— AIM OF THE EXERCISE —
Find every line below with the word "refused" in it, and copy each one.
Segment Open
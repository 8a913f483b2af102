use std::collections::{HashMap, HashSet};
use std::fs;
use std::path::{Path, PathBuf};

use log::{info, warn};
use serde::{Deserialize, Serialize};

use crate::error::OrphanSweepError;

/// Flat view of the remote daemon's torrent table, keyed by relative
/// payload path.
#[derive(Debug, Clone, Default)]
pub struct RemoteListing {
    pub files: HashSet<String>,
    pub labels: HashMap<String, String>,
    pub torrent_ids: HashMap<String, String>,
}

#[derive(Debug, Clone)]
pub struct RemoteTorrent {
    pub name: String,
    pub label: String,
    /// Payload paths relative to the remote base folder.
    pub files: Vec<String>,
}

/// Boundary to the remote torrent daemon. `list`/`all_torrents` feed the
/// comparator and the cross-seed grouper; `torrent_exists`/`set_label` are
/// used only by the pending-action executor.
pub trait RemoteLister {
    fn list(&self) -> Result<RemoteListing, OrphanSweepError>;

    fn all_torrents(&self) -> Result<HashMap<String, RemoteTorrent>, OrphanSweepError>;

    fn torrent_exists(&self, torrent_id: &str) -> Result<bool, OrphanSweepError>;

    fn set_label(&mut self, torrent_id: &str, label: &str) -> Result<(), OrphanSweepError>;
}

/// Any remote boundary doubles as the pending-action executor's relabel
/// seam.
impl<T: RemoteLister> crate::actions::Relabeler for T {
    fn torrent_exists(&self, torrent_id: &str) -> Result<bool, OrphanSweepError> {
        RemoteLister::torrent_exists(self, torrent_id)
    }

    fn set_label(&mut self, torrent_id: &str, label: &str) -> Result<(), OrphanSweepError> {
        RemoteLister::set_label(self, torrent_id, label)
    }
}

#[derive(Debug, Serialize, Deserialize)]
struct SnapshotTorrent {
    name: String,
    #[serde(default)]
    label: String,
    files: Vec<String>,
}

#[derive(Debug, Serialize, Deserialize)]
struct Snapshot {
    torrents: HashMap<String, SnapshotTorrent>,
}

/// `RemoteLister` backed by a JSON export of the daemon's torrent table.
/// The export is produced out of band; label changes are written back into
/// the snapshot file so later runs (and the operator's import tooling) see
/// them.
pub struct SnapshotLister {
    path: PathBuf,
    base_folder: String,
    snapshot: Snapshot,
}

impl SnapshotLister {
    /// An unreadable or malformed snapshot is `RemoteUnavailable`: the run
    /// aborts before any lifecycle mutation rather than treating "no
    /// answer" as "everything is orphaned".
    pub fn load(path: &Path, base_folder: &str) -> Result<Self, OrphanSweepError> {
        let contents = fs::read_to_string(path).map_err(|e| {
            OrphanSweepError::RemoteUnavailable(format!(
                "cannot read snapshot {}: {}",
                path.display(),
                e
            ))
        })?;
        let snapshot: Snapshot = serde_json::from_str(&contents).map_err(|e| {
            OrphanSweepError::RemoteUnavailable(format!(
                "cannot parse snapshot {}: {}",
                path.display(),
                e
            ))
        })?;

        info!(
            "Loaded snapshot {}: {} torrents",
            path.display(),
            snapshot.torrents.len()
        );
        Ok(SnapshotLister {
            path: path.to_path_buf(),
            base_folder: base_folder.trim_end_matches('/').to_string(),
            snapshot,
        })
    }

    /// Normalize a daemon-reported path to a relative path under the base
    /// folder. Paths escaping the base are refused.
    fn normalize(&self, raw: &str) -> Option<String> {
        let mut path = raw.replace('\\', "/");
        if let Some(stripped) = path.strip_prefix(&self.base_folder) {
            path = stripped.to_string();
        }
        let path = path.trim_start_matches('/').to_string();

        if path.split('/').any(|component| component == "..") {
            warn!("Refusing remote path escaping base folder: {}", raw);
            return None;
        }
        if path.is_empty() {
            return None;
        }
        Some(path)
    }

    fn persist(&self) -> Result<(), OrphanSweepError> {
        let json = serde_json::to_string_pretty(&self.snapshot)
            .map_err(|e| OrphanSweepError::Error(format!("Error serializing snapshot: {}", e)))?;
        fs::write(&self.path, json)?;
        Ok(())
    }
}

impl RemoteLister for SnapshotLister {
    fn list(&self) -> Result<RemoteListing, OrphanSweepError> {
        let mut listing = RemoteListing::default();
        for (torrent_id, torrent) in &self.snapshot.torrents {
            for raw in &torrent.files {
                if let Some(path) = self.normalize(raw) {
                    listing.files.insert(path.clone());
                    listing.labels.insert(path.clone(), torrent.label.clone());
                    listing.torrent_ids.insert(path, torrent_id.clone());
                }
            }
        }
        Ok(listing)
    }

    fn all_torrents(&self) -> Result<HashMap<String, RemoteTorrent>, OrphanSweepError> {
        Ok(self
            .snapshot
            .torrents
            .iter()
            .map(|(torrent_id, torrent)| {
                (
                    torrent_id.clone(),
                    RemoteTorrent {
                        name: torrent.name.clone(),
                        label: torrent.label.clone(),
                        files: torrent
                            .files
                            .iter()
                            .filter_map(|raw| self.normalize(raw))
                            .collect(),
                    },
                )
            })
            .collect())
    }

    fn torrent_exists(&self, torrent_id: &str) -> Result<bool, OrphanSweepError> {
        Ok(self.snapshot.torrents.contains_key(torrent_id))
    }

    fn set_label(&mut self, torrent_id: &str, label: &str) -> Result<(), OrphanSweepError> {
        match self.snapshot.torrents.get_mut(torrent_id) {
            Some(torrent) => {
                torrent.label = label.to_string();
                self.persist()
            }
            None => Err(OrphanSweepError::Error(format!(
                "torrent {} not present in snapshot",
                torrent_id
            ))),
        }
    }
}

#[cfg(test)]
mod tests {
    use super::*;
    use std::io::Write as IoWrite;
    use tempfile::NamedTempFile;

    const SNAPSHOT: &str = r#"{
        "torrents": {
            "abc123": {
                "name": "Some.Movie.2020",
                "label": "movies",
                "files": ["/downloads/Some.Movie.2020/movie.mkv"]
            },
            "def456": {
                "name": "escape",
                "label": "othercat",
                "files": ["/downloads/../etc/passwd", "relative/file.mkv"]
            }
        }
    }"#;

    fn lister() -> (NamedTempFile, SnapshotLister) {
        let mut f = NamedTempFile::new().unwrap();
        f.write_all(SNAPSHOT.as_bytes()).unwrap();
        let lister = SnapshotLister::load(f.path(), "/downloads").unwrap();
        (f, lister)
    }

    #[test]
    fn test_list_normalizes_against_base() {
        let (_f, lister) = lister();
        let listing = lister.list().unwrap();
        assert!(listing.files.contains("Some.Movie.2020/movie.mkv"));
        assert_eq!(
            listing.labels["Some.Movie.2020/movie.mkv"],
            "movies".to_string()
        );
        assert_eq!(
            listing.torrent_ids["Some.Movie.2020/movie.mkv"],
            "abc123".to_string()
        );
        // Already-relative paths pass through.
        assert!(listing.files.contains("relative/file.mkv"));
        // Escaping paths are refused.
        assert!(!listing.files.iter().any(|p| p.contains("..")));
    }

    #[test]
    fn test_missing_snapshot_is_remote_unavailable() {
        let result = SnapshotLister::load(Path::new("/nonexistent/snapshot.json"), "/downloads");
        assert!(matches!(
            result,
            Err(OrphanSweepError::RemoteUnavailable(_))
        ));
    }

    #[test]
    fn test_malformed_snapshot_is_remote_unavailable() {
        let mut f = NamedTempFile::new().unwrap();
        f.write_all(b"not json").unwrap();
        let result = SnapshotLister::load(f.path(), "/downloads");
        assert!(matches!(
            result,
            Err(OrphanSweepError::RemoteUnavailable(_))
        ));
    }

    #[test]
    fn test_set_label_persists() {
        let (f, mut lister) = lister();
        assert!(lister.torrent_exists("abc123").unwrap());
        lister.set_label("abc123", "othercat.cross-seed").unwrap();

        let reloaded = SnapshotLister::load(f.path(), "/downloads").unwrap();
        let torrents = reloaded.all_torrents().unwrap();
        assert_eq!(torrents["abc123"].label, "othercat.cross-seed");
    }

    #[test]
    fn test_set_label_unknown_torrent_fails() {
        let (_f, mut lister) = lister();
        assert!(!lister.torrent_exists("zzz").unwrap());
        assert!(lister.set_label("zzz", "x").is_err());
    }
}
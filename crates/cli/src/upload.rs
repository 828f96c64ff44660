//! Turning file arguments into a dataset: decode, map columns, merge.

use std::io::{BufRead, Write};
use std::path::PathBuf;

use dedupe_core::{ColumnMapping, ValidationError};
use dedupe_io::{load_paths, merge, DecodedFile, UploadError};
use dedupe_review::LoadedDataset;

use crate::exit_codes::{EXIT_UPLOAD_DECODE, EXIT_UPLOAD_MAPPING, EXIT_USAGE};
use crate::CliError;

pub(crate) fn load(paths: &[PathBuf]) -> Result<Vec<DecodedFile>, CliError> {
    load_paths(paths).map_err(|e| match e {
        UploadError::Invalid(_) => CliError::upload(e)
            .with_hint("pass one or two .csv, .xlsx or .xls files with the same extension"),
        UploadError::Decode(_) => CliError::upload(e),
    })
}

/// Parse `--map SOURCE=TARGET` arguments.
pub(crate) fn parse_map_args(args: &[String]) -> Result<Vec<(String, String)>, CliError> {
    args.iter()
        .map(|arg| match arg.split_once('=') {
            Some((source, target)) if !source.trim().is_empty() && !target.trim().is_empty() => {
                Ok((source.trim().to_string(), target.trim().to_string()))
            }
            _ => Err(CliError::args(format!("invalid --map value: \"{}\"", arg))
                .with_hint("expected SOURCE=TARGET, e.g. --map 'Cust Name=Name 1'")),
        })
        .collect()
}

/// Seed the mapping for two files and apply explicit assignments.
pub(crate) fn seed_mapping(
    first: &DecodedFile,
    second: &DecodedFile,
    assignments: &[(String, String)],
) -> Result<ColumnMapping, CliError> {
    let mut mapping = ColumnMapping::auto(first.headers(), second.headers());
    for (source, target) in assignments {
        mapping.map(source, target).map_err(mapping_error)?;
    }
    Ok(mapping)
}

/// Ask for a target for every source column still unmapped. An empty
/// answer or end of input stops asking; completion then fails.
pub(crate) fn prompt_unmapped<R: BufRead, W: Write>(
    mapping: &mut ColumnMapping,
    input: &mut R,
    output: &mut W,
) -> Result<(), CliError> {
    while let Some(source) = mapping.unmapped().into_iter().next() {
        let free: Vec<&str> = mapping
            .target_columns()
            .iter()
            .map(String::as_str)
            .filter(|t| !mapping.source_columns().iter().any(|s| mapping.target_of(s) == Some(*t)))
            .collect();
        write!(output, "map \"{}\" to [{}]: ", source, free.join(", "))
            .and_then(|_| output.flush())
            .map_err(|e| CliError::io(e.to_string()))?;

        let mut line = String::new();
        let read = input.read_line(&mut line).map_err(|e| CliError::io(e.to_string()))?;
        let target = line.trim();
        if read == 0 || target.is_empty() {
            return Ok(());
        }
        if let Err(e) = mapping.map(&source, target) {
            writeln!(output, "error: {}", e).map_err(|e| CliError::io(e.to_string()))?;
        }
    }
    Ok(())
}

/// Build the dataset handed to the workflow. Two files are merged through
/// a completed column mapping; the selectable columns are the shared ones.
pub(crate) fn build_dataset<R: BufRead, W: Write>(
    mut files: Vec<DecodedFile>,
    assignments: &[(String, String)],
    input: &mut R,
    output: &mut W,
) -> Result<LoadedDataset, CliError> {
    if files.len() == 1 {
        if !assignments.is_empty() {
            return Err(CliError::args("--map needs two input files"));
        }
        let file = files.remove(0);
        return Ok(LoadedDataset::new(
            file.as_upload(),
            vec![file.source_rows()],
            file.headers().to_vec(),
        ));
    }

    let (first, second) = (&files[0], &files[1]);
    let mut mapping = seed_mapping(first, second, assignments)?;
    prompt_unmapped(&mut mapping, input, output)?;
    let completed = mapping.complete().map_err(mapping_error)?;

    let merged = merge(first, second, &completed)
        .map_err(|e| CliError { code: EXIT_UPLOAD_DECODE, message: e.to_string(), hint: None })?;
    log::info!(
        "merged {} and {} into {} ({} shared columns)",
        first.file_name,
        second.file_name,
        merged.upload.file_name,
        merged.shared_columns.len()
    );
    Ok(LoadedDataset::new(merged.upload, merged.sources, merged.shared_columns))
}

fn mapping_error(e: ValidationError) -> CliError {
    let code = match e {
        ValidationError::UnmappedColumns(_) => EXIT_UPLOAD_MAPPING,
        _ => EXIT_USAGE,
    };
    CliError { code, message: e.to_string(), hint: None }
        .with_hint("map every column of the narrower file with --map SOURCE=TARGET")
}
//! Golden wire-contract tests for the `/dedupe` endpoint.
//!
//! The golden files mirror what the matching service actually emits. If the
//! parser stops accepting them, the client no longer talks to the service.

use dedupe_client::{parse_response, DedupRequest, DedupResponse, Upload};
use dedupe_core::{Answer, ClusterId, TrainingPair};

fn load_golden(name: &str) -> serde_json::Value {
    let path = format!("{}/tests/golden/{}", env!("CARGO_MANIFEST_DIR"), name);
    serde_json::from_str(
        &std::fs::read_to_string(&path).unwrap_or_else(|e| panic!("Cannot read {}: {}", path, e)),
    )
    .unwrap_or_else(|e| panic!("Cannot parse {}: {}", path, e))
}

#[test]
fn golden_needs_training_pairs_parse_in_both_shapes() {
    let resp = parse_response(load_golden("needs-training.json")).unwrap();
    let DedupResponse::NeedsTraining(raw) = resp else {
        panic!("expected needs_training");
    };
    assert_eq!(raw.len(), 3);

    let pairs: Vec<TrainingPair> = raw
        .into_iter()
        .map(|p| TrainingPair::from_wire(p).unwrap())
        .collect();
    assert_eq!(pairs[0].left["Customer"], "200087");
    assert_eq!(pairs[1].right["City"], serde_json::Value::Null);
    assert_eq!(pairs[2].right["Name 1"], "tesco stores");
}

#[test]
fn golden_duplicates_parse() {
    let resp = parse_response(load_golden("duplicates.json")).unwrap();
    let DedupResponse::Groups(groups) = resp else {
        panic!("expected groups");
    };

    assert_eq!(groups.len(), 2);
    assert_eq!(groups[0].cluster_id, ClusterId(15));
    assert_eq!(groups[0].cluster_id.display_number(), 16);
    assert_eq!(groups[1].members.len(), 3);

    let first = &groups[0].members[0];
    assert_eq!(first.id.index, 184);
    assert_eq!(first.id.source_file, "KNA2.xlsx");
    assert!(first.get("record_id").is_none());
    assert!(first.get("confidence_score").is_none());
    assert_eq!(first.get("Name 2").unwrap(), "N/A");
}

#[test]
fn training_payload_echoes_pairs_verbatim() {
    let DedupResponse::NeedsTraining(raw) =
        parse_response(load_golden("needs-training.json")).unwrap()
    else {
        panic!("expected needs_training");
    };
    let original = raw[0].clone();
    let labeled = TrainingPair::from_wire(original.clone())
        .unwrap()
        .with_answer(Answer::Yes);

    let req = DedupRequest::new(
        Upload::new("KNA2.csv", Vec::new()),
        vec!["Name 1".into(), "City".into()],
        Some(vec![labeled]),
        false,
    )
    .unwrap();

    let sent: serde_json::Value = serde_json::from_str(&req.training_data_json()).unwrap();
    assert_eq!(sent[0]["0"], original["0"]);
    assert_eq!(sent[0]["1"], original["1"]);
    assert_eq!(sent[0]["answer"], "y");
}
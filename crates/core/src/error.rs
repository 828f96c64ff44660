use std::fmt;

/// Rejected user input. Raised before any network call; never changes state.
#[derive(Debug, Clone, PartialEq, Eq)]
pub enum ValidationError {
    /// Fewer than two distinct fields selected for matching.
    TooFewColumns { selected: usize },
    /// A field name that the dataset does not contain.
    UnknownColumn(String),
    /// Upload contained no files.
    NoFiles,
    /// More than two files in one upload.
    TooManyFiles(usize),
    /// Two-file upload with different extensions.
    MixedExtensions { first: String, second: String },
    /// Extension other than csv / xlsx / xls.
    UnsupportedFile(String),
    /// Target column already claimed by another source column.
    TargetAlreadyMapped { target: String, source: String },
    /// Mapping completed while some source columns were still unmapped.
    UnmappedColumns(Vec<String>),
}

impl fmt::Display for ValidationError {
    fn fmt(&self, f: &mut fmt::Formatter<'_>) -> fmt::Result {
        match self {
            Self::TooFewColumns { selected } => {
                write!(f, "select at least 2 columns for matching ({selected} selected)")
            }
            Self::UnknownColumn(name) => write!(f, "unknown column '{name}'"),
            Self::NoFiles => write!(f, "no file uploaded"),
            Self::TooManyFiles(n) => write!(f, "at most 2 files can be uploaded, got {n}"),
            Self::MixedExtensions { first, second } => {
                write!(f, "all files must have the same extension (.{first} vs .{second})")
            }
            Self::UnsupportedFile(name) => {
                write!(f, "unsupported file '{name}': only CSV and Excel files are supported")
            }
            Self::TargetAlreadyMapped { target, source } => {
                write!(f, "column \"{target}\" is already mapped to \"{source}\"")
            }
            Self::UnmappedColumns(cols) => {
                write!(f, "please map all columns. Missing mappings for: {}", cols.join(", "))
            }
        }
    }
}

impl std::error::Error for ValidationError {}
Segment Closed
— WRITTEN RESPONSE —
    /// folder. Paths escaping the base are refused.
        // Escaping paths are refused.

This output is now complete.